Février 2017 Retour
Les
avis de la communauté scientifique sur la datation de la grotte Chauvet
Extrait de : Nouvelles recherches sur l’identité
culturelle et stylistique de la grotte Chauvet et sur sa datation par la
méthode du 14C. Jean Combier et Guy Jouve. Paru dans
L’anthropologie 118 (2014).Pages 87-94.
Article de Combier
- Jouve (résumé)
« La découverte de la grotte Chauvet, à Vallon-Pont-d’Arc
(Ardèche), en 1994, a marqué une date importante dans la connaissance de l’Art
pariétal paléolithique dans son ensemble. Ses représentations peintes et
gravées par leur nombre (425 unités graphiques) et leur excellente conservation
offrent un thesaurus documentaire comparable à celui des plus grands sites
connus, bien supérieur à ce qu’avait déjà donné le groupe des cavernes
rhodaniennes (Ardèche et Gard). Mais précisément son étude, si on la replace
dans son cadre naturel régional, culturel et thématique, ne permet pas d’y voir
une entité isolée et d’une précocité surprenante. Elle est à reconsidérer et
les affinités que nos recherches ont fait apparaître sont nettement en défaveur
de l’âge très ancien qui lui a été attribué. Si l’on étend cet examen à
l’ensemble du domaine franco-cantabrique, une évidence s’impose : la grotte
Chauvet, si elle présente des caractères qui lui sont propres (comme chaque
grotte ornée), se situe dans une phase évolutive de l’art pariétal très
éloignée de ses formes d’origine (connues par l’art sur blocs et sur parois
d’abris datés en stratigraphie de l’Aurignacien, en France et en Espagne
cantabrique).

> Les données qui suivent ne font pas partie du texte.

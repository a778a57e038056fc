//! Proof registry: creation, identifier issuance, retrieval, deletion.
//!
//! The registry orchestrates; durable storage belongs to the store, policy
//! decisions to the guard. Its own responsibilities are fingerprinting the
//! submitted content, issuing a globally unique unguessable proof link,
//! and authorization on delete/history/download.

use std::sync::Arc;

use base64::engine::general_purpose::URL_SAFE_NO_PAD;
use base64::Engine;
use chrono::{DateTime, Utc};
use rand::rngs::OsRng;
use rand::RngCore;
use tracing::{info, instrument, warn};
use uuid::Uuid;

use crate::crypto::fingerprint;
use crate::domain::{
    HashAlgorithm, Proof, ProofStatus, ProofType, ProofVerification, Requester,
    SignatureAlgorithm, VerificationMethod,
};
use crate::infra::{ProofError, ProofStore, Result};
use crate::policy::AccessPolicyGuard;

/// Prefix marking registry-issued proof links.
pub const PROOF_LINK_PREFIX: &str = "pl_";

/// Random bytes per proof link; 24 bytes is comfortably past the
/// 16-byte unguessability floor.
const PROOF_LINK_BYTES: usize = 24;

/// Attempts before giving up on link generation.
const MAX_LINK_ATTEMPTS: u32 = 5;

/// Generate a cryptographically random, URL-safe proof link.
pub fn generate_proof_link() -> String {
    let mut bytes = [0u8; PROOF_LINK_BYTES];
    OsRng.fill_bytes(&mut bytes);
    format!("{}{}", PROOF_LINK_PREFIX, URL_SAFE_NO_PAD.encode(bytes))
}

/// Content submitted at creation time: raw bytes to fingerprint here, or
/// a digest the client computed themselves.
#[derive(Debug, Clone)]
pub enum ProofContent {
    Bytes(Vec<u8>),
    Precomputed { fingerprint: String },
}

/// Everything needed to mint a proof.
#[derive(Debug, Clone)]
pub struct CreateProof {
    pub owner_id: Uuid,
    pub proof_type: ProofType,
    pub content: ProofContent,
    pub hash_algorithm: HashAlgorithm,
    pub verification_method: VerificationMethod,
    pub file_name: Option<String>,
    pub content_type: Option<String>,
    pub content_url: Option<String>,
    pub signature: Option<String>,
    pub signature_algorithm: Option<SignatureAlgorithm>,
    pub public_key: Option<String>,
    pub is_public: bool,
    pub is_downloadable: bool,
    pub expires_at: Option<DateTime<Utc>>,
    pub metadata: serde_json::Value,
}

impl CreateProof {
    /// Minimal request for content bytes; everything else defaulted.
    pub fn from_bytes(owner_id: Uuid, proof_type: ProofType, content: Vec<u8>) -> Self {
        Self {
            owner_id,
            proof_type,
            content: ProofContent::Bytes(content),
            hash_algorithm: HashAlgorithm::default(),
            verification_method: VerificationMethod::default(),
            file_name: None,
            content_type: None,
            content_url: None,
            signature: None,
            signature_algorithm: None,
            public_key: None,
            is_public: true,
            is_downloadable: false,
            expires_at: None,
            metadata: serde_json::json!({}),
        }
    }
}

/// Orchestrates proof lifecycle against the durable store.
pub struct ProofRegistry {
    store: Arc<dyn ProofStore>,
    guard: Arc<AccessPolicyGuard>,
}

impl ProofRegistry {
    pub fn new(store: Arc<dyn ProofStore>, guard: Arc<AccessPolicyGuard>) -> Self {
        Self { store, guard }
    }

    /// Create a proof: fingerprint content, issue a link, persist with
    /// `status = pending` and all counters zero.
    #[instrument(skip(self, request), fields(owner_id = %request.owner_id, proof_type = %request.proof_type))]
    pub async fn create(&self, request: CreateProof) -> Result<Proof> {
        let (file_hash, file_size) = match &request.content {
            ProofContent::Bytes(bytes) => (
                fingerprint(bytes, request.hash_algorithm),
                Some(bytes.len() as i64),
            ),
            ProofContent::Precomputed { fingerprint } => {
                let digest = fingerprint.trim().to_lowercase();
                let expected = request.hash_algorithm.digest_len() * 2;
                if digest.len() != expected || !digest.bytes().all(|b| b.is_ascii_hexdigit()) {
                    return Err(ProofError::Configuration(format!(
                        "precomputed fingerprint is not a valid {} digest",
                        request.hash_algorithm
                    )));
                }
                (digest, None)
            }
        };

        if request.hash_algorithm.is_weak() {
            warn!(
                algorithm = %request.hash_algorithm,
                "creating proof with a weak hash algorithm; legacy compatibility only"
            );
        }

        if request.verification_method.includes_signature()
            && (request.signature.is_none() || request.public_key.is_none())
        {
            return Err(ProofError::Configuration(format!(
                "verification method {} requires a signature and public key",
                request.verification_method
            )));
        }

        let now = Utc::now();
        if let Some(expires_at) = request.expires_at {
            if expires_at <= now {
                return Err(ProofError::Configuration(
                    "expires_at must be in the future".to_string(),
                ));
            }
        }

        let signature_algorithm = match (&request.signature, request.signature_algorithm) {
            (Some(_), None) => Some(SignatureAlgorithm::Ed25519),
            (_, algorithm) => algorithm,
        };

        let mut proof = Proof {
            id: Uuid::new_v4(),
            proof_link: String::new(),
            owner_id: request.owner_id,
            proof_type: request.proof_type,
            status: ProofStatus::Pending,
            file_name: request.file_name,
            file_size,
            content_type: request.content_type,
            content_url: request.content_url,
            file_hash,
            hash_algorithm: request.hash_algorithm,
            signature: request.signature,
            signature_algorithm,
            public_key: request.public_key,
            verification_method: request.verification_method,
            is_public: request.is_public,
            is_downloadable: request.is_downloadable,
            expires_at: request.expires_at,
            ai_verified: false,
            ai_confidence_score: None,
            ai_tamper_detected: false,
            verification_count: 0,
            last_verified_at: None,
            view_count: 0,
            download_count: 0,
            metadata: request.metadata,
            created_at: now,
        };

        for attempt in 1..=MAX_LINK_ATTEMPTS {
            proof.proof_link = generate_proof_link();
            match self.store.insert_proof(&proof).await {
                Ok(()) => {
                    info!(proof_link = %proof.proof_link, "proof created");
                    return Ok(proof);
                }
                Err(e) if e.is_unique_violation() => {
                    warn!(attempt, "proof link collision, regenerating");
                }
                Err(e) => return Err(e),
            }
        }

        Err(ProofError::Conflict(format!(
            "proof link generation exhausted after {MAX_LINK_ATTEMPTS} attempts"
        )))
    }

    /// Create several proofs in one call. Fails fast on the first error.
    pub async fn create_batch(&self, requests: Vec<CreateProof>) -> Result<Vec<Proof>> {
        let mut proofs = Vec::with_capacity(requests.len());
        for request in requests {
            proofs.push(self.create(request).await?);
        }
        Ok(proofs)
    }

    /// Fetch a proof by link.
    pub async fn get(&self, proof_link: &str) -> Result<Proof> {
        self.store
            .get_by_link(proof_link)
            .await?
            .ok_or_else(|| ProofError::NotFound(proof_link.to_string()))
    }

    /// Fetch a proof the requester is allowed to see.
    pub async fn get_visible(&self, proof_link: &str, requester: &Requester) -> Result<Proof> {
        let proof = self.get(proof_link).await?;
        self.guard.check_visible(&proof, requester).await?;
        Ok(proof)
    }

    /// Page through a requester's own proofs.
    pub async fn list_owned(
        &self,
        owner_id: Uuid,
        limit: i64,
        offset: i64,
    ) -> Result<(Vec<Proof>, i64)> {
        self.store.list_by_owner(owner_id, limit, offset).await
    }

    /// Read a proof's verification history. Owner or admin only.
    pub async fn history(
        &self,
        requester: &Requester,
        proof_link: &str,
        limit: i64,
        offset: i64,
    ) -> Result<Vec<ProofVerification>> {
        let proof = self.get(proof_link).await?;
        if !requester.is_admin() && requester.user_id() != Some(proof.owner_id) {
            return Err(ProofError::PermissionDenied(
                "verification history is restricted to the owner".to_string(),
            ));
        }
        self.store.list_verifications(proof.id, limit, offset).await
    }

    /// Resolve the external object-store URL for download, after the
    /// download policy check, and bump the download counter.
    pub async fn download_url(&self, requester: &Requester, proof_link: &str) -> Result<String> {
        let proof = self.get(proof_link).await?;
        self.guard.check_download(&proof, requester).await?;

        let url = proof.content_url.clone().ok_or_else(|| {
            ProofError::NotFound(format!("no stored content for {proof_link}"))
        })?;

        self.store.record_download(proof.id).await?;
        Ok(url)
    }

    /// Delete a proof and its verification history. Owner or admin only.
    #[instrument(skip(self, requester))]
    pub async fn delete(&self, requester: &Requester, proof_link: &str) -> Result<()> {
        let proof = self.get(proof_link).await?;
        self.guard.check_delete(&proof, requester)?;

        if self.store.delete_proof(proof.id).await? {
            info!(proof_link, "proof deleted");
            Ok(())
        } else {
            // Lost a race with another deleter.
            Err(ProofError::NotFound(proof_link.to_string()))
        }
    }
}

#[cfg(test)]
mod tests {
    use super::*;

    #[test]
    fn proof_links_are_prefixed_and_url_safe() {
        let link = generate_proof_link();
        assert!(link.starts_with(PROOF_LINK_PREFIX));
        // 24 bytes -> 32 base64 characters, no padding.
        assert_eq!(link.len(), PROOF_LINK_PREFIX.len() + 32);
        assert!(link
            .bytes()
            .all(|b| b.is_ascii_alphanumeric() || b == b'_' || b == b'-'));
    }

    #[test]
    fn proof_links_are_independent_draws() {
        let a = generate_proof_link();
        let b = generate_proof_link();
        assert_ne!(a, b);
    }
}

Elle se place donc très normalement, pour la majorité de ses
œuvres, dans le cadre des créations artistiques bien définies du Gravettien et
du Solutréen. Cette phase du Paléolithique supérieur moyen (26 000-18 000
ans) coïncide d’ailleurs avec une occupation humaine locale particulièrement
intense et diversifiée, inconnue auparavant et beaucoup moins dense ensuite, au
Magdalénien. Une critique serrée du traitement des échantillons soumis à
l’analyse AMS du radiocarbone, ne permet pas de retenir l’âge très ancien (36 000
ans cal BP) attribué par certains auteurs aux figures peintes et gravées de la
grotte Chauvet. »
Les
avis des spécialistes (résumés
ou extraits)
Christian
Züchner indique
qu’il fut le témoin du revirement de Jean Clottes. C'était au Museum de Monrepos (Neuwied, Allemagne) au moment où ce dernier reçut
les résultats du radiocarbone. « A cet instant, il rejeta ses précédentes
datations, la grotte Chauvet est devenue une grotte sanctuaire de
l'Aurignacien : je rencontrai mon ami et collègue Jean Clottes à Monrepos et j’ai essayé de parler avec lui des problèmes
qui en résultent, mais sans succès. En conséquence, je décidai de publier mes
principales objections dès que possible afin de motiver une discussion
impartiale. J'ai continué à présenter mon argumentation critique dans les
journaux et des conférences au cours des années suivantes. Seuls quelques
collègues en Espagne, Angleterre et en France ont ajouté de nouveaux arguments
convaincants contre le grand âge. Combier et Jouve
donnent un compte rendu détaillé de ces efforts. Pendant ce temps, l'âge
Aurignacien est devenu une sorte de dogme, qui est accepté partout dans le
monde. Mon argumentation bien-fondée fut rejetée très
durement par l'équipe de recherche au cours du colloque d'Aurignac en 2005. »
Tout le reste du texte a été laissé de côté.